> WHAT THE TASK REQUIRES
Set the records down once more so that they match the source word for word.

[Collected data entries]
------------------------

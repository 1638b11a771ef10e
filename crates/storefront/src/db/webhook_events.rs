//! Webhook event repository: idempotency ledger for provider notifications.

use chrono::{DateTime, Utc};
use sqlx::PgPool;

use synclune_core::{WebhookEventId, WebhookEventStatus};

use super::RepositoryError;
use crate::models::webhook::WebhookEvent;

/// Repository for webhook event database operations.
pub struct WebhookEventRepository<'a> {
    pool: &'a PgPool,
}

impl<'a> WebhookEventRepository<'a> {
    #[must_use]
    pub const fn new(pool: &'a PgPool) -> Self {
        Self { pool }
    }

    /// Record an event as `processing`, or claim an existing unsettled one.
    ///
    /// Returns `None` when the event was already processed or skipped.
    ///
    /// # Errors
    ///
    /// Returns `RepositoryError::Database` if the query fails.
    pub async fn begin(
        &self,
        stripe_event_id: &str,
        event_type: &str,
    ) -> Result<Option<WebhookEvent>, RepositoryError> {
        let event = sqlx::query_as::<_, WebhookEvent>(
            r"
            INSERT INTO synclune.webhook_event (stripe_event_id, event_type, status, attempts)
            VALUES ($1, $2, 'processing', 1)
            ON CONFLICT (stripe_event_id) DO UPDATE
                SET status = 'processing',
                    attempts = synclune.webhook_event.attempts + 1,
                    error_message = NULL
                WHERE synclune.webhook_event.status NOT IN ('processed', 'skipped')
            RETURNING *
            ",
        )
        .bind(stripe_event_id)
        .bind(event_type)
        .fetch_optional(self.pool)
        .await?;

        Ok(event)
    }

    /// Store the outcome of a handled event.
    ///
    /// # Errors
    ///
    /// Returns `RepositoryError::Database` if the query fails.
    pub async fn finish(
        &self,
        id: WebhookEventId,
        status: WebhookEventStatus,
        error_message: Option<&str>,
    ) -> Result<(), RepositoryError> {
        sqlx::query(
            r"
            UPDATE synclune.webhook_event
            SET status = $2, error_message = $3, processed_at = NOW()
            WHERE id = $1
            ",
        )
        .bind(id)
        .bind(status)
        .bind(error_message)
        .execute(self.pool)
        .await?;

        Ok(())
    }

    /// Delete up to `limit` settled events received before `cutoff`.
    ///
    /// # Errors
    ///
    /// Returns `RepositoryError::Database` if the query fails.
    pub async fn delete_older_than(
        &self,
        cutoff: DateTime<Utc>,
        limit: i64,
    ) -> Result<u64, RepositoryError> {
        let result = sqlx::query(
            r"
            DELETE FROM synclune.webhook_event
            WHERE id IN (
                SELECT id FROM synclune.webhook_event
                WHERE received_at < $1 AND status IN ('processed', 'skipped', 'failed')
                ORDER BY received_at
                LIMIT $2
            )
            ",
        )
        .bind(cutoff)
        .bind(limit)
        .execute(self.pool)
        .await?;

        Ok(result.rows_affected())
    }

    /// Most recent events, optionally restricted to one status.
    ///
    /// # Errors
    ///
    /// Returns `RepositoryError::Database` if the query fails.
    pub async fn list_recent(
        &self,
        status: Option<WebhookEventStatus>,
        limit: i64,
    ) -> Result<Vec<WebhookEvent>, RepositoryError> {
        let events = sqlx::query_as::<_, WebhookEvent>(
            r"
            SELECT * FROM synclune.webhook_event
            WHERE ($1::synclune.webhook_event_status IS NULL OR status = $1)
            ORDER BY received_at DESC, id DESC
            LIMIT $2
            ",
        )
        .bind(status)
        .bind(limit)
        .fetch_all(self.pool)
        .await?;

        Ok(events)
    }
}
//! Stripe-related errors.

use thiserror::Error;

/// Errors that can occur when talking to Stripe.
#[derive(Debug, Error)]
pub enum StripeError {
    /// HTTP request failed before a response was received.
    #[error("Stripe request failed: {0}")]
    Request(#[from] reqwest::Error),

    /// Stripe answered with an error status.
    #[error("Stripe API error ({status}): {message}")]
    Api {
        status: u16,
        code: Option<String>,
        message: String,
    },

    /// Response body could not be decoded.
    #[error("Stripe response error: {0}")]
    Response(String),

    /// Webhook signature header missing, stale or wrong.
    #[error("Invalid Stripe signature: {0}")]
    InvalidSignature(String),

    /// Webhook payload could not be decoded.
    #[error("Invalid Stripe event: {0}")]
    InvalidEvent(String),
}

impl StripeError {
    /// Whether Stripe reported the object as already gone.
    #[must_use]
    pub fn is_missing_resource(&self) -> bool {
        matches!(self, Self::Api { code: Some(code), .. } if code == "resource_missing")
    }
}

------------------------

> EXERCISE OUTPUT
repository 1638b11a771ef10e
filename crates/storefront/src/db/webhook_events.rs
//! Webhook event repository: idempotency ledger for provider notifications.

use chrono::{DateTime, Utc};
use sqlx::PgPool;

use synclune_core::{WebhookEventId, WebhookEventStatus};

use super::RepositoryError;
use crate::models::webhook::WebhookEvent;

/// Repository for webhook event database operations.
pub struct WebhookEventRepository<'a> {
    pool: &'a PgPool,
}

impl<'a> WebhookEventRepository<'a> {
    #[must_use]
    pub const fn new(pool: &'a PgPool) -> Self {
        Self { pool }
    }

    /// Record an event as `processing`, or claim an existing unsettled one.
    ///
    /// Returns `None` when the event was already processed or skipped.
    ///
    /// # Errors
    ///
    /// Returns `RepositoryError::Database` if the query fails.
    pub async fn begin(
        &self,
        stripe_event_id: &str,
        event_type: &str,
    ) -> Result<Option<WebhookEvent>, RepositoryError> {
        let event = sqlx::query_as::<_, WebhookEvent>(
            r"
            INSERT INTO synclune.webhook_event (stripe_event_id, event_type, status, attempts)
            VALUES ($1, $2, 'processing', 1)
            ON CONFLICT (stripe_event_id) DO UPDATE
                SET status = 'processing',
                    attempts = synclune.webhook_event.attempts + 1,
                    error_message = NULL
                WHERE synclune.webhook_event.status NOT IN ('processed', 'skipped')
            RETURNING *
            ",
        )
        .bind(stripe_event_id)
        .bind(event_type)
        .fetch_optional(self.pool)
        .await?;

        Ok(event)
    }

    /// Store the outcome of a handled event.
    ///
    /// # Errors
    ///
    /// Returns `RepositoryError::Database` if the query fails.
    pub async fn finish(
        &self,
        id: WebhookEventId,
        status: WebhookEventStatus,
        error_message: Option<&str>,
    ) -> Result<(), RepositoryError> {
        sqlx::query(
            r"
            UPDATE synclune.webhook_event
            SET status = $2, error_message = $3, processed_at = NOW()
            WHERE id = $1
            ",
        )
        .bind(id)
        .bind(status)
        .bind(error_message)
        .execute(self.pool)
        .await?;

        Ok(())
    }

    /// Delete up to `limit` settled events received before `cutoff`.
    ///
    /// # Errors
    ///
    /// Returns `RepositoryError::Database` if the query fails.
    pub async fn delete_older_than(
        &self,
        cutoff: DateTime<Utc>,
        limit: i64,
    ) -> Result<u64, RepositoryError> {
        let result = sqlx::query(
            r"
            DELETE FROM synclune.webhook_event
            WHERE id IN (
                SELECT id FROM synclune.webhook_event
                WHERE received_at < $1 AND status IN ('processed', 'skipped', 'failed')
                ORDER BY received_at
                LIMIT $2
            )
            ",
        )
        .bind(cutoff)
        .bind(limit)
        .execute(self.pool)
        .await?;

        Ok(result.rows_affected())
    }

    /// Most recent events, optionally restricted to one status.
    ///
    /// # Errors
    ///
    /// Returns `RepositoryError::Database` if the query fails.
    pub async fn list_recent(
        &self,
        status: Option<WebhookEventStatus>,
        limit: i64,
    ) -> Result<Vec<WebhookEvent>, RepositoryError> {
        let events = sqlx::query_as::<_, WebhookEvent>(
            r"
            SELECT * FROM synclune.webhook_event
            WHERE ($1::synclune.webhook_event_status IS NULL OR status = $1)
            ORDER BY received_at DESC, id DESC
            LIMIT $2
            ",
        )
        .bind(status)
        .bind(limit)
        .fetch_all(self.pool)
        .await?;

        Ok(events)
    }
}
//! Stripe-related errors.

use thiserror::Error;

/// Errors that can occur when talking to Stripe.
#[derive(Debug, Error)]
pub enum StripeError {
    /// HTTP request failed before a response was received.
    #[error("Stripe request failed: {0}")]
    Request(#[from] reqwest::Error),

    /// Stripe answered with an error status.
    #[error("Stripe API error ({status}): {message}")]
    Api {
        status: u16,
        code: Option<String>,
        message: String,
    },

    /// Response body could not be decoded.
    #[error("Stripe response error: {0}")]
    Response(String),

    /// Webhook signature header missing, stale or wrong.
    #[error("Invalid Stripe signature: {0}")]
    InvalidSignature(String),

    /// Webhook payload could not be decoded.
    #[error("Invalid Stripe event: {0}")]
    InvalidEvent(String),
}

impl StripeError {
    /// Whether Stripe reported the object as already gone.
    #[must_use]
    pub fn is_missing_resource(&self) -> bool {
        matches!(self, Self::Api { code: Some(code), .. } if code == "resource_missing")
    }
}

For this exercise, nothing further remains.